On her arrival at Waterloo she telephoned to George Oakley and invited him to lunch with her. He, if any one, would have news, he was fond of her; and, ever since Sonia's engagement, she had felt that something was wanting until she commanded an equal devotion and gave an equal surrender. Of her, too, people were saying that she had no heart; she was ready and more than ready to fall in love.
"My child, you do look a little wreck," George exclaimed, when she called for him at the Admiralty. "This is a sad business about Jim. I was very sorry for you all."
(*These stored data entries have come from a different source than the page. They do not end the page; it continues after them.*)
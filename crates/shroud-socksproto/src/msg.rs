//! Message types and code points used in SOCKS5 negotiation.

use std::fmt;
use std::net::IpAddr;

use caret::caret_int;

caret_int! {
    /// A command from a SOCKS5 request.
    pub struct SocksCmd(u8) {
        /// Connect to a remote TCP address:port.
        CONNECT = 1,
        /// Bind a local port and wait for a connection. (Unsupported.)
        BIND = 2,
        /// Relay UDP datagrams. (Unsupported.)
        UDP_ASSOCIATE = 3,
    }
}

caret_int! {
    /// A reply code to send in response to a SOCKS5 request.
    pub struct SocksStatus(u8) {
        /// The request succeeded.
        SUCCEEDED = 0x00,
        /// Something went wrong that has no more specific code.
        GENERAL_FAILURE = 0x01,
        /// The request was denied by local policy.
        NOT_ALLOWED = 0x02,
        /// The target network is unreachable.
        NETWORK_UNREACHABLE = 0x03,
        /// The target host is unreachable.
        HOST_UNREACHABLE = 0x04,
        /// The target refused the connection.
        CONNECTION_REFUSED = 0x05,
        /// The connection attempt expired.
        TTL_EXPIRED = 0x06,
        /// The command is not supported.
        COMMAND_NOT_SUPPORTED = 0x07,
        /// The address type is not supported.
        ADDRTYPE_NOT_SUPPORTED = 0x08,
    }
}

/// A target address from a SOCKS5 CONNECT request.
///
/// SOCKS lets the client name its target either as a literal IP address
/// or as a hostname to be resolved by the proxy.
#[derive(Clone, Debug, Eq, PartialEq)]
#[non_exhaustive]
pub enum SocksAddr {
    /// A literal IPv4 or IPv6 address.
    Ip(IpAddr),
    /// A hostname for the proxy to resolve.
    Hostname(String),
}

impl fmt::Display for SocksAddr {
    fn fmt(&self, f: &mut fmt::Formatter<'_>) -> fmt::Result {
        match self {
            SocksAddr::Ip(a) => write!(f, "{}", a),
            SocksAddr::Hostname(h) => write!(f, "{}", h),
        }
    }
}
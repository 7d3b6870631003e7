//! Declare error types for shroud-engine.

use std::net::SocketAddr;
use std::sync::Arc;

use thiserror::Error;

use crate::listener::ListenerMode;

/// An error from creating a listener.
#[derive(Error, Debug, Clone)]
#[non_exhaustive]
pub enum ListenerError {
    /// We couldn't bind the requested local address.
    #[error("Unable to bind {addr}")]
    Bind {
        /// The address we were asked to listen on.
        addr: SocketAddr,
        /// What went wrong.
        #[source]
        source: Arc<std::io::Error>,
    },

    /// The listener's mode needs a fixed target address, and none was given.
    #[error("Mode {0:?} requires a target address")]
    MissingTarget(ListenerMode),

    /// The listener's mode picks its targets per connection, but a fixed
    /// target was given anyway.
    #[error("Mode {0:?} does not take a target address")]
    UnexpectedTarget(ListenerMode),

    /// The engine is shutting down and admits nothing new.
    #[error("Engine is shutting down")]
    ShuttingDown,
}

/// The reason a single connection was closed.
///
/// These are never surfaced to a caller; the engine resolves each one by
/// closing the connection in question and logging it.
#[derive(Error, Debug, Clone)]
#[non_exhaustive]
pub enum ConnError {
    /// SOCKS negotiation went wrong.
    #[error("SOCKS negotiation failed")]
    Socks(#[from] shroud_socksproto::Error),

    /// The peer hung up while we were still negotiating.
    #[error("Peer disconnected during SOCKS negotiation")]
    NegotiationEof,

    /// The obfuscation protocol rejected the stream.
    #[error("Obfuscation protocol error")]
    Proto(#[from] shroud_obfs::ProtoError),

    /// A hostname from a SOCKS request did not resolve.
    #[error("Could not resolve {host:?}")]
    Resolve {
        /// The hostname we tried to resolve.
        host: String,
        /// What went wrong.
        #[source]
        source: Arc<std::io::Error>,
    },

    /// We couldn't reach the downstream target.
    #[error("Could not connect to {target}")]
    Connect {
        /// Where we were trying to connect.
        target: String,
        /// The error from the last address we tried.
        #[source]
        source: Arc<std::io::Error>,
    },

    /// Network I/O on an established channel failed.
    #[error("Network I/O error")]
    Io(#[source] Arc<std::io::Error>),
}

impl From<std::io::Error> for ConnError {
    fn from(e: std::io::Error) -> Self {
        ConnError::Io(Arc::new(e))
    }
}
"You don't think there's any hope?"
"I tell his mother and sister that he's sure to turn up. If you ask me whether I believe what I say.... It is a holocaust and a half! O'Rane, Jim, Tom Dainton, Summertown—Lady Maitland's eldest boy is back wounded. And with the rest you feel it's only a question of time. Val Arden lunched with me three days before he was killed, and I felt that he wanted to be killed. The thing had got on his nerves till he knew he couldn't stand much more of it without going out of his mind. Other people, again, seem to take the war like a game of rather irregular football." He hesitated and then tried to go on without allowing a change to come into his voice. "Jack Waring came to see me last week, and I'd swear that he was enjoying the whole thing."
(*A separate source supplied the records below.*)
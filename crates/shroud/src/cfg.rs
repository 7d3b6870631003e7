//! Configuration for the shroud binary.

use std::net::SocketAddr;
use std::path::Path;
use std::time::Duration;

use anyhow::{Context, Result};
use serde::{Deserialize, Serialize};

use shroud_engine::{ListenerMode, ListenerParams};
use shroud_obfs::ProtocolSpec;

/// The whole configuration file.
#[derive(Debug, Clone, Default, Deserialize, Serialize)]
#[serde(deny_unknown_fields)]
pub(crate) struct ShroudConfig {
    /// Logging options.
    #[serde(default)]
    pub(crate) logging: LoggingConfig,

    /// The listeners to run, one `[[listener]]` block each.
    #[serde(default, rename = "listener")]
    pub(crate) listeners: Vec<ListenerConfig>,
}

/// Options for console logging.
#[derive(Debug, Clone, Deserialize, Serialize)]
#[serde(deny_unknown_fields)]
pub(crate) struct LoggingConfig {
    /// Filtering directives that determine tracing levels, as described at
    /// <https://docs.rs/tracing-subscriber/latest/tracing_subscriber/filter/struct.EnvFilter.html>
    ///
    /// You can override this setting with the -l command line parameter.
    ///
    /// Example: "info,shroud_engine=trace"
    #[serde(default = "default_console_filter")]
    pub(crate) console: String,
}

impl Default for LoggingConfig {
    fn default() -> Self {
        LoggingConfig {
            console: default_console_filter(),
        }
    }
}

/// Return the default tracing filter for `logging.console`.
fn default_console_filter() -> String {
    "info".to_owned()
}

/// One listener from the configuration.
#[derive(Debug, Clone, Deserialize, Serialize)]
#[serde(deny_unknown_fields)]
pub(crate) struct ListenerConfig {
    /// Which of the three listener behaviors to run.
    mode: Mode,

    /// The local address to bind.
    listen: SocketAddr,

    /// The fixed downstream target. Required for the simple modes, and
    /// forbidden for socks-client, which picks targets per request.
    #[serde(default)]
    target: Option<SocketAddr>,

    /// The obfuscation protocol to apply on the wire.
    #[serde(default = "default_protocol")]
    protocol: String,

    /// Give up on connections after this much inactivity.
    ///
    /// In humantime format, e.g. "90s" or "10m". Unset means never.
    #[serde(default, with = "humantime_serde::option")]
    idle_timeout: Option<Duration>,
}

/// Return the default value for `listener.protocol`.
fn default_protocol() -> String {
    "dummy".to_owned()
}

/// A listener mode, as spelled in the configuration file.
#[derive(Debug, Clone, Copy, Eq, PartialEq, Deserialize, Serialize)]
#[serde(rename_all = "kebab-case")]
enum Mode {
    /// Accept cleartext, tunnel it obfuscated to a fixed target.
    SimpleClient,
    /// Accept obfuscated traffic, forward cleartext to a fixed target.
    SimpleServer,
    /// Accept SOCKS5, tunnel obfuscated to per-request targets.
    SocksClient,
}

impl From<Mode> for ListenerMode {
    fn from(mode: Mode) -> ListenerMode {
        match mode {
            Mode::SimpleClient => ListenerMode::SimpleClient,
            Mode::SimpleServer => ListenerMode::SimpleServer,
            Mode::SocksClient => ListenerMode::SocksClient,
        }
    }
}

impl ListenerConfig {
    /// Convert into the engine's parameter record.
    pub(crate) fn to_params(&self) -> Result<ListenerParams> {
        let protocol: ProtocolSpec = self
            .protocol
            .parse()
            .with_context(|| format!("Listener on {}", self.listen))?;
        Ok(ListenerParams {
            mode: self.mode.into(),
            listen: self.listen,
            target: self.target,
            protocol,
            idle_timeout: self.idle_timeout,
        })
    }
}

/// Load the configuration, apply `-o` overrides, and deserialize it.
pub(crate) fn load(file: Option<&Path>, overrides: &[String]) -> Result<ShroudConfig> {
    let mut value: toml::Value = match file {
        Some(path) => {
            let text = std::fs::read_to_string(path)
                .with_context(|| format!("Can't read {}", path.display()))?;
            toml::from_str(&text).with_context(|| format!("Can't parse {}", path.display()))?
        }
        None => toml::Value::Table(toml::map::Map::new()),
    };
    for option in overrides {
        apply_override(&mut value, option)?;
    }
    value.try_into().context("Invalid configuration")
}

/// Apply one `-o KEY=VALUE` override to a parsed configuration tree.
///
/// Keys use dots to descend into tables; values use TOML syntax, with a
/// fallback to a bare string so that `-o logging.console=debug` works
/// without inner quotes.
fn apply_override(root: &mut toml::Value, option: &str) -> Result<()> {
    let (key, raw) = option
        .split_once('=')
        .with_context(|| format!("Bad override {option:?}: expected KEY=VALUE"))?;
    let parsed = parse_override_value(raw);

    let parts: Vec<&str> = key.split('.').collect();
    let (last, path) = parts.split_last().context("Empty override key")?;
    let mut cursor = root;
    for part in path {
        let table = cursor
            .as_table_mut()
            .with_context(|| format!("Override {key:?} descends into a non-table"))?;
        cursor = table
            .entry((*part).to_owned())
            .or_insert_with(|| toml::Value::Table(toml::map::Map::new()));
    }
    cursor
        .as_table_mut()
        .with_context(|| format!("Override {key:?} descends into a non-table"))?
        .insert((*last).to_owned(), parsed);
    Ok(())
}

/// Parse an override value as TOML, or fall back to a plain string.
fn parse_override_value(raw: &str) -> toml::Value {
    toml::from_str::<toml::map::Map<String, toml::Value>>(&format!("v = {raw}"))
        .ok()
        .and_then(|mut table| table.remove("v"))
        .unwrap_or_else(|| toml::Value::String(raw.to_owned()))
}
Barbara's pulses hammered at sound of the name, and she dreaded to seem too nonchalant.
"How was he?" she asked, though it was rather of Val Arden that she was thinking. Perhaps Jack, too, welcomed the chance of having everything ended for him. She remembered that his eyes had suddenly shone, when George came, grave-faced, into the banqueting-hall; he was making plans for taking a commission three days before war was declared and three minutes after he left her. It was in truth a new emotion to feel that she might have driven him to constructive suicide....
"Positively keen to get back," said George. "Didn't...?" He was going to ask, in some surprise, whether she had not seen him; the ball at Chepstow seemed to have healed any breach between them. But it was not his business. "Your mother tells me that your hospital is being closed," he substituted.
"Closed?" Barbara echoed in dismay.
"The War Office finds it difficult to work."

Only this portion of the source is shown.